For the word "serde", find each line in the entries where it occurs and copy that line.
·····
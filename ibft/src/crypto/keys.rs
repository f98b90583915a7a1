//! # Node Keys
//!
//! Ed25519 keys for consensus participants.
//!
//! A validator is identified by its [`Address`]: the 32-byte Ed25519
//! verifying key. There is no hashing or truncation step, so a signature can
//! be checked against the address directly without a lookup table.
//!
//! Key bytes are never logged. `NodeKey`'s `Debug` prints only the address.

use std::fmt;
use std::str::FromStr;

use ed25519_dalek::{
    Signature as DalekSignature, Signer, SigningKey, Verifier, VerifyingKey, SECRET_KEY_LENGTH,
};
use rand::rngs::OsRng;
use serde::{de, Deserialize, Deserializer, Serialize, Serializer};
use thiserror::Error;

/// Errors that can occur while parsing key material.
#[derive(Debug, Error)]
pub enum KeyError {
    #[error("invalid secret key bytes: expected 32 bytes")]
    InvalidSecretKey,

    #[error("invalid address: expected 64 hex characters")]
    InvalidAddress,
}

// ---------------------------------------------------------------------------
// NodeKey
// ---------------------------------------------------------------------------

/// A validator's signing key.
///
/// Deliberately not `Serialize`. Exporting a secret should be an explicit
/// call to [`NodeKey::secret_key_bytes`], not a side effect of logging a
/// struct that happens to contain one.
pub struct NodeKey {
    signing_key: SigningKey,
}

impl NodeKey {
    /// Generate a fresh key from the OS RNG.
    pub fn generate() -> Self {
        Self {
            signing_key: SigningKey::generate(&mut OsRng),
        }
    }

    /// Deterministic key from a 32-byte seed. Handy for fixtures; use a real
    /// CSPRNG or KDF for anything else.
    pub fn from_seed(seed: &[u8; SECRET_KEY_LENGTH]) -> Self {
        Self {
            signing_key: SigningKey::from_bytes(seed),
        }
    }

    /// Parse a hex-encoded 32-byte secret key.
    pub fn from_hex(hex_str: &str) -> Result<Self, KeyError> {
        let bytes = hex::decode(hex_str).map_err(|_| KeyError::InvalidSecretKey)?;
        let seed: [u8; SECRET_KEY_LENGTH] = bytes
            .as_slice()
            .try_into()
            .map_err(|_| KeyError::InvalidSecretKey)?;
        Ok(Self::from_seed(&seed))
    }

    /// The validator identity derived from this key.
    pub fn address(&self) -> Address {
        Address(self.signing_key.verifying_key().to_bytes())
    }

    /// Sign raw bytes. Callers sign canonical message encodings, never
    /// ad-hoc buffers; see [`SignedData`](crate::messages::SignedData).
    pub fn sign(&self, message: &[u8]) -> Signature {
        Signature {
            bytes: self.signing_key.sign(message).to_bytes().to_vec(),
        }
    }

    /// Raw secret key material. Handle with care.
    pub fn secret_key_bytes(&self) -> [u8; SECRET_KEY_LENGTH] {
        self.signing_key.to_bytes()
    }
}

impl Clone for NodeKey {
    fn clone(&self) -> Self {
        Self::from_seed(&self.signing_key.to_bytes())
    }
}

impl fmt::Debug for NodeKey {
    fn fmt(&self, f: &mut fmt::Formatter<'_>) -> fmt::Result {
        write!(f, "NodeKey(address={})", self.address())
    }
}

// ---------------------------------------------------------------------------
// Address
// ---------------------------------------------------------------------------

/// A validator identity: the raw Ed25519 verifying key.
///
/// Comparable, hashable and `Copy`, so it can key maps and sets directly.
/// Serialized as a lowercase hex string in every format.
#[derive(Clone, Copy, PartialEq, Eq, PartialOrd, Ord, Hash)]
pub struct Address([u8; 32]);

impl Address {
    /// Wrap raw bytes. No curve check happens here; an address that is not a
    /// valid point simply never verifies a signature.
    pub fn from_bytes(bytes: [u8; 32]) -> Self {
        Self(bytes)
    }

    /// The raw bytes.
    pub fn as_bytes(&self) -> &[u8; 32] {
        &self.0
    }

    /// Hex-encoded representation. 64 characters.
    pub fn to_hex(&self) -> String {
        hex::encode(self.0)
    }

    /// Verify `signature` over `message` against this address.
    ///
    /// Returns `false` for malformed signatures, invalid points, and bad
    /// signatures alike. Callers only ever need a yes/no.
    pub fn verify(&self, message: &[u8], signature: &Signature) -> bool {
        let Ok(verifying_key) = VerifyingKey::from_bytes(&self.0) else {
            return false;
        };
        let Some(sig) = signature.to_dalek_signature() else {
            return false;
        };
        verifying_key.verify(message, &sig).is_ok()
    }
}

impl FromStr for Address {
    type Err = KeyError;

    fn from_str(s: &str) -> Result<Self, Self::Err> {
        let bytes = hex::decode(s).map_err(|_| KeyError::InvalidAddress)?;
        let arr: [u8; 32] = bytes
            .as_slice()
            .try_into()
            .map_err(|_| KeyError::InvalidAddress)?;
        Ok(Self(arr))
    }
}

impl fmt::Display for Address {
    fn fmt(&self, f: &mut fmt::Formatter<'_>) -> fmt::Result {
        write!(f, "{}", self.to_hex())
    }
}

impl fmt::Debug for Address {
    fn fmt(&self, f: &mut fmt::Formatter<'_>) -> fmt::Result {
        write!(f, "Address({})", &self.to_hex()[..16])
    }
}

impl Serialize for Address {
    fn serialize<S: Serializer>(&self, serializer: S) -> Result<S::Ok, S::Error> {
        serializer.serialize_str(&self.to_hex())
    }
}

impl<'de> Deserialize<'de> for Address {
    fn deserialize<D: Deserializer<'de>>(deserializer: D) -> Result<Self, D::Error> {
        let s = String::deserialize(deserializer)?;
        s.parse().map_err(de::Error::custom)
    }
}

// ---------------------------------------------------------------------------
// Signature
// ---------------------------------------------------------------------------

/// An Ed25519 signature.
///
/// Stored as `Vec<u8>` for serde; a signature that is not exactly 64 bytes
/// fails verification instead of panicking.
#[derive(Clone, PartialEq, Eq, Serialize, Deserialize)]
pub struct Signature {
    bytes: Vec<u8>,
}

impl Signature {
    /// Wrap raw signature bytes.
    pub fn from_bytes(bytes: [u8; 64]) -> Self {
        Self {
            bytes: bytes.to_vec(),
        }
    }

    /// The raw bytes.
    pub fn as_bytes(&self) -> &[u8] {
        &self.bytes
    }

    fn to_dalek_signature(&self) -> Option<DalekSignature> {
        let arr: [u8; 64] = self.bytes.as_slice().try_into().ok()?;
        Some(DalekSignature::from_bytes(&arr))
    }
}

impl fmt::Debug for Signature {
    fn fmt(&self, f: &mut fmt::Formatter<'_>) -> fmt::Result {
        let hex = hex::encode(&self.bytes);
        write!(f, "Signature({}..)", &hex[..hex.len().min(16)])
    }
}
·····
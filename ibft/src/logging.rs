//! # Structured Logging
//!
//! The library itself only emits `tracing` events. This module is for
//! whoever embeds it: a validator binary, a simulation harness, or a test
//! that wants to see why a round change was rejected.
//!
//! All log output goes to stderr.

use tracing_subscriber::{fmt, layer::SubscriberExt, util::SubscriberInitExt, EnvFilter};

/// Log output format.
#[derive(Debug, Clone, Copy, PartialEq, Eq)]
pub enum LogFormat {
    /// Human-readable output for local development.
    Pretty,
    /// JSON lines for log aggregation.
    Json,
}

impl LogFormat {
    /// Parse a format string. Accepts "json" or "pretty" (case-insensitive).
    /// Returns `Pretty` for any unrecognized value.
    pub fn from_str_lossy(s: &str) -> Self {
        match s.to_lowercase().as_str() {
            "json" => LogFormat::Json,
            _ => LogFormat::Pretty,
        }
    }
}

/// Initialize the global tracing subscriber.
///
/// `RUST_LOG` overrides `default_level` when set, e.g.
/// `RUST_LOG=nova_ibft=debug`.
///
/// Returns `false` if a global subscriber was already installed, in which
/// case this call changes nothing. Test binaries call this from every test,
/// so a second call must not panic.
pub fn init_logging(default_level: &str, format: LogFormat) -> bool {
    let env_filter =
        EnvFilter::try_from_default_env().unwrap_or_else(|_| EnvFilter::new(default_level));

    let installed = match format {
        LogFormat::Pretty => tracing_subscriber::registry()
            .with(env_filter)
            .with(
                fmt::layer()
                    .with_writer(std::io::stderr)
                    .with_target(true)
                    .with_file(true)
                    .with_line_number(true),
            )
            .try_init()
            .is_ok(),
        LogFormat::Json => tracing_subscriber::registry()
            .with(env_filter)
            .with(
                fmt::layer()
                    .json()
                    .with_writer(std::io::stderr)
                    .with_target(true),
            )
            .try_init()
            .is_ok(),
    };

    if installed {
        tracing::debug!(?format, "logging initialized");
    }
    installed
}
·····
● **Result of the exercise**
use serde::{de, Deserialize, Deserializer, Serialize, Serializer};
/// Stored as `Vec<u8>` for serde; a signature that is not exactly 64 bytes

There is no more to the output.